À chaque élection présidentielle ses grands et petits rituels : déclarations de candidature, grand meeting d’investiture, émission télévisée devant les Français.

Par François-Xavier Bourmaud.

Cette année, il y en a un dont on entendra plus parler. C’est un grand classique des campagnes présidentielles qui disparaît cette année sans que l’on puisse dire si ça va provoquer de la nostalgie ou du soulagement. Ça arrivait généralement vers la mi-mars devant l’entrée du Conseil constitutionnel. Le défilé des petits candidats venus déposer leurs 500 parrainages pour l’élection présidentielle dans des boîtes en carton. C’était l’occasion de crier victoire, de monopoliser un peu l’attention médiatique et d’attirer la lumière sur soi. Ça sonnait aussi la fin d’un mois de polémique sur le complot des grands partis pour les empêcher de les obtenir, un mois de victimisation dont le Front National s’était fait une spécialité.

Et tout ça c’est fini en 2017, parce que les règles ont changé. Maintenant, c’est sur un site internet du Conseil constitutionnel que les maires vont déposer leur parrainage. Il ouvre le premier février prochain et on pourra suivre en temps réel la progression des signatures recueillies par chaque candidat, un peu comme dans un jeu télévisé. Conséquence : les candidats ne pourront plus entretenir de suspens plus ou moins artificiel sur le nombre de signatures récoltées.
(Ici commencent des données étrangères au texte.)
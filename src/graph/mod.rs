// src/graph/mod.rs

//! Pipeline graph model and the structural algorithms run over it.
//!
//! - [`adjacency`] derives the node id → successor ids mapping.
//! - [`cycles`] detects directed cycles (self-loops included).
//! - [`isolated`] finds nodes with no incident edges.
//! - [`references`] finds edge endpoints that name no node.
//! - [`order`] computes a topological order for acyclic graphs.
//!
//! All algorithms take plain node/edge slices and never mutate them.
//! [`PipelineGraph`] is the strict snapshot: it rejects duplicate ids up front.

pub mod adjacency;
pub mod cycles;
pub mod isolated;
pub mod order;
pub mod references;

use std::collections::HashSet;
use std::fmt;

use serde::{Deserialize, Serialize};

use crate::errors::{PipedagError, Result};
use crate::validate::{GraphStats, ValidationResult, Validator};

pub use adjacency::Adjacency;
pub use cycles::has_cycle;
pub use isolated::{isolated_labels, isolated_nodes};
pub use order::topological_order;
pub use references::{DanglingEndpoint, dangling_endpoints};

/// Kind of pipeline stage a node represents.
///
/// Unrecognised kinds are kept verbatim so a loaded document exports the same
/// way it came in. The validator itself never looks at the kind.
#[derive(Debug, Clone, PartialEq, Eq, Hash, Default, Serialize, Deserialize)]
#[serde(from = "String", into = "String")]
pub enum NodeKind {
    Source,
    Process,
    Sink,
    #[default]
    Default,
    Custom(String),
}

impl NodeKind {
    pub fn as_str(&self) -> &str {
        match self {
            NodeKind::Source => "source",
            NodeKind::Process => "process",
            NodeKind::Sink => "sink",
            NodeKind::Default => "default",
            NodeKind::Custom(s) => s.as_str(),
        }
    }
}

impl From<String> for NodeKind {
    fn from(s: String) -> Self {
        match s.as_str() {
            "source" => NodeKind::Source,
            "process" => NodeKind::Process,
            "sink" => NodeKind::Sink,
            "default" => NodeKind::Default,
            _ => NodeKind::Custom(s),
        }
    }
}

impl From<&str> for NodeKind {
    fn from(s: &str) -> Self {
        NodeKind::from(s.to_string())
    }
}

impl From<NodeKind> for String {
    fn from(kind: NodeKind) -> Self {
        match kind {
            NodeKind::Custom(s) => s,
            other => other.as_str().to_string(),
        }
    }
}

impl fmt::Display for NodeKind {
    fn fmt(&self, f: &mut fmt::Formatter<'_>) -> fmt::Result {
        f.write_str(self.as_str())
    }
}

/// Canvas position of a node. Carried for export only.
#[derive(Debug, Clone, Copy, PartialEq, Default, Serialize, Deserialize)]
pub struct Position {
    pub x: f64,
    pub y: f64,
}

/// A pipeline stage.
#[derive(Debug, Clone, PartialEq, Serialize, Deserialize)]
pub struct Node {
    pub id: String,
    pub label: String,
    #[serde(rename = "type", default)]
    pub kind: NodeKind,
    #[serde(default)]
    pub position: Position,
}

impl Node {
    pub fn new(id: impl Into<String>, label: impl Into<String>, kind: NodeKind) -> Self {
        Self {
            id: id.into(),
            label: label.into(),
            kind,
            position: Position::default(),
        }
    }

    pub fn at(mut self, x: f64, y: f64) -> Self {
        self.position = Position { x, y };
        self
    }
}

/// A directed connection `source -> target`.
#[derive(Debug, Clone, PartialEq, Eq, Serialize, Deserialize)]
pub struct Edge {
    pub id: String,
    pub source: String,
    pub target: String,
    /// Edge style as stored by the editor (`"default"` when absent).
    #[serde(rename = "type", default = "default_edge_kind")]
    pub kind: String,
}

fn default_edge_kind() -> String {
    "default".to_string()
}

impl Edge {
    pub fn new(
        id: impl Into<String>,
        source: impl Into<String>,
        target: impl Into<String>,
    ) -> Self {
        Self {
            id: id.into(),
            source: source.into(),
            target: target.into(),
            kind: default_edge_kind(),
        }
    }

    pub fn is_self_loop(&self) -> bool {
        self.source == self.target
    }
}

/// An immutable graph snapshot whose node ids and edge ids are unique.
///
/// Edge endpoints are *not* required to resolve; dangling references are a
/// validation finding, not a construction error.
#[derive(Debug, Clone, PartialEq, Default)]
pub struct PipelineGraph {
    nodes: Vec<Node>,
    edges: Vec<Edge>,
}

impl PipelineGraph {
    /// Build a snapshot, failing fast on duplicate node or edge ids.
    pub fn new(nodes: Vec<Node>, edges: Vec<Edge>) -> Result<Self> {
        let mut seen = HashSet::with_capacity(nodes.len());
        for node in &nodes {
            if !seen.insert(node.id.as_str()) {
                return Err(PipedagError::DuplicateNodeId(node.id.clone()));
            }
        }

        let mut seen = HashSet::with_capacity(edges.len());
        for edge in &edges {
            if !seen.insert(edge.id.as_str()) {
                return Err(PipedagError::DuplicateEdgeId(edge.id.clone()));
            }
        }

        Ok(Self { nodes, edges })
    }

    pub fn nodes(&self) -> &[Node] {
        &self.nodes
    }

    pub fn edges(&self) -> &[Edge] {
        &self.edges
    }

    pub fn node(&self, id: &str) -> Option<&Node> {
        self.nodes.iter().find(|n| n.id == id)
    }

    pub fn into_parts(self) -> (Vec<Node>, Vec<Edge>) {
        (self.nodes, self.edges)
    }

    /// Validate with the default thresholds and dangling-edge policy.
    pub fn validate(&self) -> ValidationResult {
        Validator::default().validate(&self.nodes, &self.edges)
    }

    pub fn validate_with(&self, validator: &Validator) -> ValidationResult {
        validator.validate(&self.nodes, &self.edges)
    }

    pub fn statistics(&self) -> GraphStats {
        crate::validate::statistics(&self.nodes, &self.edges)
    }

    /// Node ids in dependency order, or `None` if the graph has a cycle.
    pub fn topological_order(&self) -> Option<Vec<&str>> {
        topological_order(&self.nodes, &self.edges)
    }
}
Et puis il y a un deuxième changement : les parrainages ne sont plus anonymes. Ce qui veut dire que contrairement à ce qui se faisait avant, un maire de droite ne pourra plus soutenir en douce un candidat de gauche comme Jean-Luc Mélenchon pour affaiblir le PS. Et inversement, un maire de gauche ne pourra plus cacher son soutien au Front National pour diviser la droite. C’est la remise à plat des stratégies de soutien sans que l’on sache vraiment sur quoi ça peut déboucher. Il y a par exemple chez Les Républicains des élus qui se demandent s’ils ne vont pas soutenir François Bayrou, s’il se présente, pour affaiblir Emmanuel Macron.

Pour les partis en place comme Les Républicains ou le Parti socialiste, pas de soucis. Leur réseau d’élus locaux leur garanti les 500 signatures sans problème. Au Front National non plus ça ne devrait pas poser de problème. Avec ses récentes victoires électorales aux Régionales et aux municipales, l’extrême droite peut déjà compter sur 450 signatures, il ne lui en reste plus que 50 à aller chercher, il sait où les trouver dans son réseau de maires ruraux.

Pour les autres candidats, le compte n’y est pas encore et ils sont à la fois proches et loin du but. Emmanuel Macron peut déjà compter sur 400 signatures mais contrairement aux apparences, il lui en manque en fait 300. Il y a une nuance importante : une promesse de signature, ce n’est pas une signature ferme. Il y a de la déperdition en route et il faut compter environ trois promesses pour espérer une signature. Il lui reste donc un peu de route. Un peu plus que Jean-Luc Mélenchon qui en est lui à 450 signatures. Mais ce qu’il redoute lui, ce sont des manœuvres du PS pour l’empêcher. Ce sera l’occasion d’une petite polémique, histoire tout de même de perpétuer la tradition.